Copy out the lines of the material that include the string "filename".

Content starts

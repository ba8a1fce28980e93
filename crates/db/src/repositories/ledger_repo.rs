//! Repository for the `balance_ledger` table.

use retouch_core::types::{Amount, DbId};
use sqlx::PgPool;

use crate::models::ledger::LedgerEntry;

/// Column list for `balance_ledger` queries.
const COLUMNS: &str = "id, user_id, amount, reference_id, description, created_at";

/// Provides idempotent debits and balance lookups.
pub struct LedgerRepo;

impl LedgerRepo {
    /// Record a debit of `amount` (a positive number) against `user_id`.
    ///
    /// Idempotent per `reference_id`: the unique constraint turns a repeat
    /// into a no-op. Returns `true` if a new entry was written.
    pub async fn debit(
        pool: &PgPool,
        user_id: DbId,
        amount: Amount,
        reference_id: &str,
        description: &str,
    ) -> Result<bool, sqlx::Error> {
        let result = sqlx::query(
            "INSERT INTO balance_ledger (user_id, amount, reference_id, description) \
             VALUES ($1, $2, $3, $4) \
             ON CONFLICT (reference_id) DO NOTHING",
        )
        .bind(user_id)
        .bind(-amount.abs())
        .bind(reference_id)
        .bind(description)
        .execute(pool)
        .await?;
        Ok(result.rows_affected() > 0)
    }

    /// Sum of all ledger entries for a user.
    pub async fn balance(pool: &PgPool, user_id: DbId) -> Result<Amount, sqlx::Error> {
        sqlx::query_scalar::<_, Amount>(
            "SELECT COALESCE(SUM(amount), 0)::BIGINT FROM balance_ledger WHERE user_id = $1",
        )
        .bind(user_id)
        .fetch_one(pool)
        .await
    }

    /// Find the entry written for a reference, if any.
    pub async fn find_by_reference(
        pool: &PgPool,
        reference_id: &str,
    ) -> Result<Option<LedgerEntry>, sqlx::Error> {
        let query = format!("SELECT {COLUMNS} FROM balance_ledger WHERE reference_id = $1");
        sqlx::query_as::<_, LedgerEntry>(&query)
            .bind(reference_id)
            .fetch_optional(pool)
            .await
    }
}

Content ends
Content starts

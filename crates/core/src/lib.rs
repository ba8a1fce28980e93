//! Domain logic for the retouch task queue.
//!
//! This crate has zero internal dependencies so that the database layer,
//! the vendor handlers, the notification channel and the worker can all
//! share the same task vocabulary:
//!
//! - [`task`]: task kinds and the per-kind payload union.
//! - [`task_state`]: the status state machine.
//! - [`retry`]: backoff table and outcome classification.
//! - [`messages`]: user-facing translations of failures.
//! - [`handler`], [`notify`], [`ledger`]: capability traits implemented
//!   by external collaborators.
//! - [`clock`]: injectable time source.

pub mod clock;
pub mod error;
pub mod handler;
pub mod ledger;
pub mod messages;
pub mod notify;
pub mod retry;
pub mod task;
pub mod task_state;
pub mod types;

Content ends

▶ [Expected answer]:
filename crates/db/src/repositories/ledger_repo.rs
filename crates/core/src/lib.rs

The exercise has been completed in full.